Clémenti tira une dernière bouffée et envoya son mégot dans le caniveau. Il sentit un regard sur lui et se retourna. C’était celui d’un vieux luthier en tablier bleu, assis derrière sa vitrine. Simon Lutherie, affichait l’enseigne du petit magasin de l’autre côté de la rue. L’artisan ne baissait pas les yeux. Au contraire, son regard était insistant. Clémenti traversa la chaussée.

Le vieil homme travaillait sur un alto. Il le reposa délicatement sur son établi et se leva à la rencontre du commissaire qui venait de passer le seuil.

— Je vous regardais avec insistance parce que apparemment il est arrivé quelque chose du côté de chez Bellache.

— Commissaire Serge Clémenti de la Brigade criminelle. Xavier Bellache a été assassiné.

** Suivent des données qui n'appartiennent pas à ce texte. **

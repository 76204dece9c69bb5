// Copyright (C) 2026 Fred Clausen
// Use of this source code is governed by an MIT-style
// license that can be found in the LICENSE file or at
// https://opensource.org/licenses/MIT.

//! Per-candidate ballot aggregation and winner selection.

use std::collections::HashMap;

/// Aggregated ballots for one candidate.
#[derive(Debug, Clone, Copy, PartialEq, Eq)]
pub struct CandidateTally {
    /// The `VoteCandidate` id.
    pub candidate_id: i64,
    /// Sum of ballot counts for this candidate.
    pub votes: u32,
    /// Whether this candidate has the maximum count.
    pub is_winner: bool,
}

/// The tally of one vote.
#[derive(Debug, Clone, PartialEq, Eq)]
pub struct Tally {
    candidates: Vec<CandidateTally>,
    total_votes: u32,
    max_votes: u32,
}

impl Tally {
    /// Returns per-candidate results in candidate order.
    #[must_use]
    pub fn candidates(&self) -> &[CandidateTally] {
        &self.candidates
    }

    /// Returns the sum of all counted ballots.
    #[must_use]
    pub const fn total_votes(&self) -> u32 {
        self.total_votes
    }

    /// Returns the highest per-candidate count.
    #[must_use]
    pub const fn max_votes(&self) -> u32 {
        self.max_votes
    }

    /// Returns the ids of all winning candidates.
    #[must_use]
    pub fn winners(&self) -> Vec<i64> {
        self.candidates
            .iter()
            .filter(|c| c.is_winner)
            .map(|c| c.candidate_id)
            .collect()
    }

    /// Returns whether the given candidate is a winner.
    #[must_use]
    pub fn is_winner(&self, candidate_id: i64) -> bool {
        self.candidates
            .iter()
            .any(|c| c.candidate_id == candidate_id && c.is_winner)
    }

    /// Returns the count for the given candidate, zero if unknown.
    #[must_use]
    pub fn votes_for(&self, candidate_id: i64) -> u32 {
        self.candidates
            .iter()
            .find(|c| c.candidate_id == candidate_id)
            .map_or(0, |c| c.votes)
    }
}

/// Aggregates ballots per candidate and marks the leaders.
///
/// Ballots naming a candidate outside `candidate_ids` are ignored. Every
/// candidate that reaches the maximum count is a winner, so ties produce
/// several winners. With no counted ballots there are no winners.
///
/// # Arguments
///
/// * `candidate_ids` - The vote's candidate ids, in display order
/// * `ballots` - `(candidate_id, vote_count)` pairs
#[must_use]
pub fn tally<I>(candidate_ids: &[i64], ballots: I) -> Tally
where
    I: IntoIterator<Item = (i64, u32)>,
{
    let mut counts: HashMap<i64, u32> = candidate_ids.iter().map(|id| (*id, 0)).collect();

    for (candidate_id, vote_count) in ballots {
        if let Some(count) = counts.get_mut(&candidate_id) {
            *count = count.saturating_add(vote_count);
        }
    }

    let max_votes: u32 = counts.values().copied().max().unwrap_or(0);
    let total_votes: u32 = counts.values().fold(0_u32, |acc, v| acc.saturating_add(*v));

    let candidates: Vec<CandidateTally> = candidate_ids
        .iter()
        .map(|id| {
            let votes: u32 = counts.get(id).copied().unwrap_or(0);
            CandidateTally {
                candidate_id: *id,
                votes,
                is_winner: max_votes > 0 && votes == max_votes,
            }
        })
        .collect();

    Tally {
        candidates,
        total_votes,
        max_votes,
    }
}
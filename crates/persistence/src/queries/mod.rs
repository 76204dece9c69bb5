// Copyright (C) 2026 Fred Clausen
// Use of this source code is governed by an MIT-style
// license that can be found in the LICENSE file or at
// https://opensource.org/licenses/MIT.

//! Query modules for persistence layer.
//!
//! This module contains all read-only queries.
//!
//! ## Module Organization
//!
//! - `users`: Users, organization memberships, department memberships
//! - `organizations`: Organizations and the organization context
//! - `departments`: Department rows
//! - `votes`: Votes, candidates, ballots, slogans
//!
//! Row structs stay private to their module and are converted to domain
//! types before leaving it. Conversion failures surface as
//! `PersistenceError::CorruptRecord`.

pub mod departments;
pub mod organizations;
pub mod users;
pub mod votes;

use orgvote_domain::parse_timestamp;
use time::OffsetDateTime;

use crate::error::PersistenceError;

/// Decodes a stored RFC 3339 timestamp.
pub(crate) fn decode_timestamp(value: &str) -> Result<OffsetDateTime, PersistenceError> {
    parse_timestamp(value).map_err(|e| PersistenceError::CorruptRecord(e.to_string()))
}

/// Decodes a stored integer flag.
pub(crate) const fn decode_flag(value: i32) -> bool {
    value != 0
}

L’homme fixa Clémenti, l’air ébahi. Le commissaire demanda :

— Vous le connaissiez ?

— De réputation. Bellache répare de grands violons. Ou plutôt réparait. Et il faisait aussi un peu de commerce. Sa chambre forte est un sanctuaire dans lequel je n’ai jamais pénétré. Il paraît qu’elle contient de très belles pièces. C’est pour cette raison que j’ai alerté vos collègues de l’OCBC quand on a parlé du vol du Habeneck, un stradivarius qui vaut des millions.

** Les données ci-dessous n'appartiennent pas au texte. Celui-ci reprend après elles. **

impl Persistence {
    /// Opens a private in-memory database.
    ///
    /// Every call gets its own shared-cache database name, so adapters
    /// created in the same process never see each other's rows.
    ///
    /// # Errors
    ///
    /// Returns an error if the database cannot be initialized.
    pub fn new_in_memory() -> Result<Self, PersistenceError> {
        let db_id: u64 = DB_COUNTER.fetch_add(1, Ordering::SeqCst);
        let url: String = format!("file:orgvote_mem_{db_id}?mode=memory&cache=shared");
        let conn: SqliteConnection = open_connection(&url, Journal::Rollback)?;
        Ok(Self { conn })
    }

    /// Opens, or creates, a database file in WAL mode.
    ///
    /// Several adapters may open the same file; writers serialize on the
    /// database lock.
    ///
    /// # Errors
    ///
    /// Returns an error if the path is not UTF-8 or the database cannot be
    /// opened or migrated.
    pub fn new_with_file<P: AsRef<Path>>(path: P) -> Result<Self, PersistenceError> {
        let path: &str = path.as_ref().to_str().ok_or_else(|| {
            PersistenceError::InitializationError(String::from("Database path is not UTF-8"))
        })?;
        let conn: SqliteConnection = open_connection(path, Journal::Wal)?;
        Ok(Self { conn })
    }

    /// Verifies that foreign key enforcement is enabled.
    ///
    /// # Errors
    ///
    /// Returns an error if foreign key enforcement is not enabled.
    pub fn verify_foreign_key_enforcement(&mut self) -> Result<(), PersistenceError> {
        self.conn.verify_foreign_key_enforcement()
    }

    // ========================================================================
    // Users & Memberships
    // ========================================================================

    /// Creates a user with a bcrypt-hashed password.
    ///
    /// # Errors
    ///
    /// Returns `PersistenceError::UniqueViolation` if the email is taken.
    pub fn create_user(
        &mut self,
        name: &str,
        email: &str,
        password: &str,
        now: OffsetDateTime,
    ) -> Result<i64, PersistenceError> {
        mutations::users::create_user(&mut self.conn, name, email, password, now)
    }

    /// Creates a user and their optional first membership in one
    /// transaction.
    ///
    /// # Errors
    ///
    /// Returns an error if the organization does not exist or the email is
    /// taken.
    pub fn register_user(
        &mut self,
        name: &str,
        email: &str,
        password: &str,
        organization_id: Option<i64>,
        now: OffsetDateTime,
    ) -> Result<i64, PersistenceError> {
        mutations::users::register_user(&mut self.conn, name, email, password, organization_id, now)
    }

    /// Retrieves a user by ID.
    ///
    /// # Errors
    ///
    /// Returns an error if the database query fails.
    pub fn get_user(&mut self, user_id: i64) -> Result<Option<User>, PersistenceError> {
        queries::users::get_user(&mut self.conn, user_id)
    }

    /// Retrieves a user by normalized email.
    ///
    /// # Errors
    ///
    /// Returns an error if the database query fails.
    pub fn get_user_by_email(&mut self, email: &str) -> Result<Option<User>, PersistenceError> {
        queries::users::get_user_by_email(&mut self.conn, email)
    }

    /// Retrieves the users with the given IDs, ordered by ID.
    ///
    /// # Errors
    ///
    /// Returns an error if the database query fails.
    pub fn get_users(&mut self, user_ids: &[i64]) -> Result<Vec<User>, PersistenceError> {
        queries::users::get_users(&mut self.conn, user_ids)
    }

    /// Retrieves a user's membership in an organization.
    ///
    /// # Errors
    ///
    /// Returns an error if the database query fails.
    pub fn get_membership(
        &mut self,
        organization_id: i64,
        user_id: i64,
    ) -> Result<Option<Membership>, PersistenceError> {
        queries::users::get_membership(&mut self.conn, organization_id, user_id)
    }

    /// Lists every membership row of an organization.
    ///
    /// # Errors
    ///
    /// Returns an error if the database query fails.
    pub fn list_organization_memberships(
        &mut self,
        organization_id: i64,
    ) -> Result<Vec<Membership>, PersistenceError> {
        queries::users::list_organization_memberships(&mut self.conn, organization_id)
    }

    /// Adds a user to an organization. Existing memberships are kept as is.
    ///
    /// # Errors
    ///
    /// Returns an error if the database write fails.
    pub fn add_organization_member(
        &mut self,
        organization_id: i64,
        user_id: i64,
        role: MemberRole,
        now: OffsetDateTime,
    ) -> Result<MembershipChange, PersistenceError> {
        mutations::users::add_organization_member(&mut self.conn, organization_id, user_id, role, now)
    }

    /// Adds a user to a department. Existing assignments are kept as is.
    ///
    /// # Errors
    ///
    /// Returns an error if the database write fails.
    pub fn add_department_member(
        &mut self,
        department_id: i64,
        user_id: i64,
    ) -> Result<MembershipChange, PersistenceError> {
        mutations::users::add_department_member(&mut self.conn, department_id, user_id)
    }

    /// Lists the departments of an organization a user belongs to.
    ///
    /// # Errors
    ///
    /// Returns an error if the database query fails.
    pub fn list_user_department_ids(
        &mut self,
        organization_id: i64,
        user_id: i64,
    ) -> Result<Vec<i64>, PersistenceError> {
        queries::users::list_user_department_ids(&mut self.conn, organization_id, user_id)
    }

    /// Lists non-admin members of an organization with their departments.
    ///
    /// # Errors
    ///
    /// Returns an error if the database query fails.
    pub fn list_voters(&mut self, organization_id: i64) -> Result<Vec<VoterData>, PersistenceError> {
        queries::users::list_voters(&mut self.conn, organization_id)
    }

    /// Renames a voter and replaces their departments within an organization.
    ///
    /// # Errors
    ///
    /// Returns an error if the user is not a member or a department belongs
    /// to another organization.
    pub fn update_voter(
        &mut self,
        organization_id: i64,
        user_id: i64,
        name: &str,
        department_ids: &[i64],
    ) -> Result<(), PersistenceError> {
        mutations::users::update_voter(&mut self.conn, organization_id, user_id, name, department_ids)
    }

    /// Removes a user from an organization and its departments.
    ///
    /// # Errors
    ///
    /// Returns an error if the user is not a member.
    pub fn remove_voter(&mut self, organization_id: i64, user_id: i64) -> Result<(), PersistenceError> {
        mutations::users::remove_voter(&mut self.conn, organization_id, user_id)
    }

    // ========================================================================
    // Organizations
    // ========================================================================

    /// Creates an organization with its creator as admin.
    ///
    /// # Errors
    ///
    /// Returns an error if the database write fails.
    pub fn create_organization(
        &mut self,
        name: &str,
        creator_id: i64,
        now: OffsetDateTime,
    ) -> Result<i64, PersistenceError> {
        mutations::organizations::create_organization(&mut self.conn, name, creator_id, now)
    }

    /// Retrieves an organization by ID.
    ///
    /// # Errors
    ///
    /// Returns an error if the database query fails.
    pub fn get_organization(
        &mut self,
        organization_id: i64,
    ) -> Result<Option<Organization>, PersistenceError> {
        queries::organizations::get_organization(&mut self.conn, organization_id)
    }

    /// Lists organizations created by a user, newest first.
    ///
    /// # Errors
    ///
    /// Returns an error if the database query fails.
    pub fn list_organizations_by_creator(
        &mut self,
        creator_id: i64,
    ) -> Result<Vec<Organization>, PersistenceError> {
        queries::organizations::list_organizations_by_creator(&mut self.conn, creator_id)
    }

    /// Lists organizations a user belongs to or created, newest first.
    ///
    /// # Errors
    ///
    /// Returns an error if the database query fails.
    pub fn list_memberships(&mut self, user_id: i64) -> Result<Vec<MembershipData>, PersistenceError> {
        queries::organizations::list_memberships(&mut self.conn, user_id)
    }

    /// Loads the members and department tree of an organization.
    ///
    /// # Errors
    ///
    /// Returns `PersistenceError::NotFound` if the organization does not exist.
    pub fn load_organization_context(
        &mut self,
        organization_id: i64,
    ) -> Result<OrganizationContext, PersistenceError> {
        queries::organizations::load_organization_context(&mut self.conn, organization_id)
    }

    /// Deletes an organization and everything it owns.
    ///
    /// # Errors
    ///
    /// Returns `PersistenceError::NotFound` if the organization does not exist.
    pub fn delete_organization(&mut self, organization_id: i64) -> Result<(), PersistenceError> {
        mutations::organizations::delete_organization(&mut self.conn, organization_id)
    }

    // ========================================================================
    // Departments
    // ========================================================================

    /// Lists the departments of an organization.
    ///
    /// # Errors
    ///
    /// Returns an error if the database query fails.
    pub fn list_departments(
        &mut self,
        organization_id: i64,
    ) -> Result<Vec<Department>, PersistenceError> {
        queries::departments::list_departments(&mut self.conn, organization_id)
    }

    /// Retrieves a department by ID.
    ///
    /// # Errors
    ///
    /// Returns an error if the database query fails.
    pub fn get_department(
        &mut self,
        department_id: i64,
    ) -> Result<Option<Department>, PersistenceError> {
        queries::departments::get_department(&mut self.conn, department_id)
    }

    /// Applies a department command.
    ///
    /// # Errors
    ///
    /// Returns an error if the command is rejected or the write fails.
    pub fn apply_department_command(
        &mut self,
        organization_id: i64,
        command: DepartmentCommand,
        now: OffsetDateTime,
    ) -> Result<DepartmentOutcome, PersistenceError> {
        mutations::departments::apply_department_command(&mut self.conn, organization_id, command, now)
    }

    // ========================================================================
    // Votes
    // ========================================================================

    /// Creates a vote with its candidates.
    ///
    /// # Errors
    ///
    /// Returns an error if the draft is rejected or the write fails.
    pub fn create_vote(
        &mut self,
        organization_id: i64,
        draft: VoteDraft,
        now: OffsetDateTime,
    ) -> Result<i64, PersistenceError> {
        mutations::votes::create_vote(&mut self.conn, organization_id, draft, now)
    }

    /// Applies a partial update to a vote.
    ///
    /// # Errors
    ///
    /// Returns an error if the changes are rejected or the write fails.
    pub fn update_vote(&mut self, vote_id: i64, changes: VoteChanges) -> Result<(), PersistenceError> {
        mutations::votes::update_vote(&mut self.conn, vote_id, changes)
    }

    /// Deletes a vote with its ballots, slogans, and candidates.
    ///
    /// # Errors
    ///
    /// Returns `PersistenceError::NotFound` if the vote does not exist.
    pub fn delete_vote(&mut self, vote_id: i64) -> Result<(), PersistenceError> {
        mutations::votes::delete_vote(&mut self.conn, vote_id)
    }

    /// Retrieves a vote by ID.
    ///
    /// # Errors
    ///
    /// Returns an error if the database query fails.
    pub fn get_vote(&mut self, vote_id: i64) -> Result<Option<Vote>, PersistenceError> {
        queries::votes::get_vote(&mut self.conn, vote_id)
    }

    /// Loads a vote with its candidates and ballots.
    ///
    /// # Errors
    ///
    /// Returns an error if the database query fails.
    pub fn get_vote_snapshot(&mut self, vote_id: i64) -> Result<Option<VoteSnapshot>, PersistenceError> {
        queries::votes::get_vote_snapshot(&mut self.conn, vote_id)
    }

    /// Lists the votes of an organization, newest first.
    ///
    /// # Errors
    ///
    /// Returns an error if the database query fails.
    pub fn list_vote_snapshots(
        &mut self,
        organization_id: i64,
    ) -> Result<Vec<VoteSnapshot>, PersistenceError> {
        queries::votes::list_vote_snapshots(&mut self.conn, organization_id)
    }

    /// Lists the slogans of a vote.
    ///
    /// # Errors
    ///
    /// Returns an error if the database query fails.
    pub fn list_slogans(&mut self, vote_id: i64) -> Result<Vec<Slogan>, PersistenceError> {
        queries::votes::list_slogans(&mut self.conn, vote_id)
    }

    /// Sets, replaces, or clears a candidate's slogan.
    ///
    /// # Errors
    ///
    /// Returns an error if the database write fails.
    pub fn set_slogan(&mut self, vote_id: i64, user_id: i64, text: &str) -> Result<(), PersistenceError> {
        mutations::votes::set_slogan(&mut self.conn, vote_id, user_id, text)
    }

    // ========================================================================
    // Ballots
    // ========================================================================

    /// Records a ballot and recomputes the winner flags of the vote.
    ///
    /// # Errors
    ///
    /// Returns an error if the ballot is rejected or the write fails.
    pub fn submit_ballot(
        &mut self,
        vote_id: i64,
        voter_id: i64,
        candidate_id: i64,
        now: OffsetDateTime,
    ) -> Result<Ballot, PersistenceError> {
        mutations::ballots::submit_ballot(&mut self.conn, vote_id, voter_id, candidate_id, now)
    }
}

— Quel rapport avec Xavier Bellache ?

— J’ai expliqué au commandant Morisset que j’avais vu Lucien Mankievitch en conversation avec Christian Donovan devant chez Bellache. Mankievitch est un trafiquant que tout le monde connaît dans le quartier. Certains traitent avec lui, d’autres pas. Il arrive avec des archets et des violons pêle-mêle dans sa voiture, du liquide plein les poches. Il y en a qui aiment ce style. Moi pas.

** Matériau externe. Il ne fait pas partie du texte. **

// Copyright (C) 2026 Fred Clausen
// Use of this source code is governed by an MIT-style
// license that can be found in the LICENSE file or at
// https://opensource.org/licenses/MIT.

//! Ballot submission.
//!
//! A ballot is admitted against a snapshot loaded inside an immediate
//! transaction, which takes the database write lock before the snapshot is
//! read. Two submissions for the same voter are therefore serialized and
//! the second one sees the first ballot. The unique `(vote_id, user_id)`
//! index backs this up at the storage level.

use diesel::prelude::*;
use diesel::SqliteConnection;
use orgvote::{BallotAdmission, CoreError, VoteSnapshot, admit_ballot};
use orgvote_domain::{Ballot, Tally, format_timestamp};
use time::OffsetDateTime;
use tracing::{info, warn};

use crate::backend::PersistenceBackend;
use crate::diesel_schema::{users, vote_results};
use crate::error::PersistenceError;
use crate::queries;

/// Records a ballot and recomputes the winner flags of the vote.
///
/// # Arguments
///
/// * `conn` - The database connection
/// * `vote_id` - The vote
/// * `voter_id` - The voter
/// * `candidate_id` - The chosen `VoteCandidate` id
/// * `now` - Submission time
///
/// # Errors
///
/// Returns `PersistenceError::NotFound` if the vote does not exist, or
/// `PersistenceError::TransitionRejected` carrying `VoteClosed`,
/// `InvalidCandidate`, or `AlreadyVoted`. Nothing is written on error.
pub fn submit_ballot(
    conn: &mut SqliteConnection,
    vote_id: i64,
    voter_id: i64,
    candidate_id: i64,
    now: OffsetDateTime,
) -> Result<Ballot, PersistenceError> {
    let created_at: String = format_timestamp(now)?;

    conn.immediate_transaction::<_, PersistenceError, _>(|conn| {
        let snapshot: VoteSnapshot = queries::votes::get_vote_snapshot(conn, vote_id)?
            .ok_or_else(|| PersistenceError::NotFound(format!("Vote {vote_id}")))?;

        let admission: BallotAdmission = admit_ballot(&snapshot, voter_id, candidate_id, now)?;
        let statistics_json: String = serde_json::to_string(&admission.statistics)?;

        let inserted = diesel::insert_into(vote_results::table)
            .values((
                vote_results::vote_id.eq(admission.vote_id),
                vote_results::candidate_id.eq(admission.candidate_id),
                vote_results::user_id.eq(admission.voter_id),
                vote_results::vote_count.eq(1),
                vote_results::is_winner.eq(0),
                vote_results::statistics_json.eq(&statistics_json),
                vote_results::created_at.eq(&created_at),
            ))
            .execute(conn);

        match inserted {
            Ok(_) => {}
            Err(diesel::result::Error::DatabaseError(
                diesel::result::DatabaseErrorKind::UniqueViolation,
                _,
            )) => {
                warn!(vote_id, voter_id, "Duplicate ballot rejected by unique index");
                return Err(PersistenceError::TransitionRejected(
                    CoreError::AlreadyVoted { vote_id, voter_id },
                ));
            }
            Err(e) => return Err(e.into()),
        }

        let ballot_id: i64 = conn.get_last_insert_rowid()?;

        diesel::update(users::table.filter(users::user_id.eq(voter_id)))
            .set(users::vote_participation_count.eq(users::vote_participation_count + 1))
            .execute(conn)?;

        let tally: Tally = recompute_winners(conn, vote_id)?;

        info!(
            vote_id,
            ballot_id,
            candidate_id,
            total = tally.total_votes(),
            "Ballot recorded"
        );

        Ok(Ballot {
            ballot_id,
            vote_id,
            candidate_id: admission.candidate_id,
            voter_id,
            vote_count: 1,
            is_winner: tally.is_winner(admission.candidate_id),
            statistics: admission.statistics,
        })
    })
}

/// Rewrites the stored winner flags of a vote from its current ballots.
fn recompute_winners(conn: &mut SqliteConnection, vote_id: i64) -> Result<Tally, PersistenceError> {
    let snapshot: VoteSnapshot = queries::votes::get_vote_snapshot(conn, vote_id)?
        .ok_or_else(|| PersistenceError::NotFound(format!("Vote {vote_id}")))?;
    let tally: Tally = snapshot.tally();
    let winners: Vec<i64> = tally.winners();

    diesel::update(vote_results::table.filter(vote_results::vote_id.eq(vote_id)))
        .set(vote_results::is_winner.eq(0))
        .execute(conn)?;

    if !winners.is_empty() {
        diesel::update(
            vote_results::table
                .filter(vote_results::vote_id.eq(vote_id))
                .filter(vote_results::candidate_id.eq_any(&winners)),
        )
        .set(vote_results::is_winner.eq(1))
        .execute(conn)?;
    }

    Ok(tally)
}
// Copyright (C) 2026 Fred Clausen
// Use of this source code is governed by an MIT-style
// license that can be found in the LICENSE file or at
// https://opensource.org/licenses/MIT.

//! Mutation modules.
//!
//! This module contains all state-changing operations for the persistence layer.
//! Mutations use Diesel DSL, with `last_insert_rowid()` taken from the
//! `backend` module.
//!
//! ## Module Organization
//!
//! - `users`: Users, organization memberships, department memberships, voters
//! - `organizations`: Organization creation and deletion
//! - `departments`: Department commands
//! - `votes`: Vote creation, revision, deletion, slogans
//! - `ballots`: Ballot submission and winner recomputation
//!
//! Multi-row writes run in a single transaction. Writes whose validity
//! depends on rows another request may change concurrently (ballots,
//! department trees, candidate sets) use an immediate transaction so the
//! write lock is held while the state is re-validated.

pub mod ballots;
pub mod departments;
pub mod organizations;
pub mod users;
pub mod votes;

— Vous connaissez Donovan ?

— Tout le monde connaît la maison Reix et Donovan. Ce sont des experts en instruments anciens. Des marchands de grande classe.

— Je ne vois toujours pas le rapport avec Bellache.

— Moi non plus.

— Comment ça ?

— C’est bien pour ça que je me suis rendu à l’OCBC. Je ne voyais pas le rapport entre Mankievitch d’un côté et Donovan / Bellache de l’autre. Ce n’est pas le même monde.

— Vous voulez dire que vous avez vu Donovan et Bellache en contact avec Mankievitch ?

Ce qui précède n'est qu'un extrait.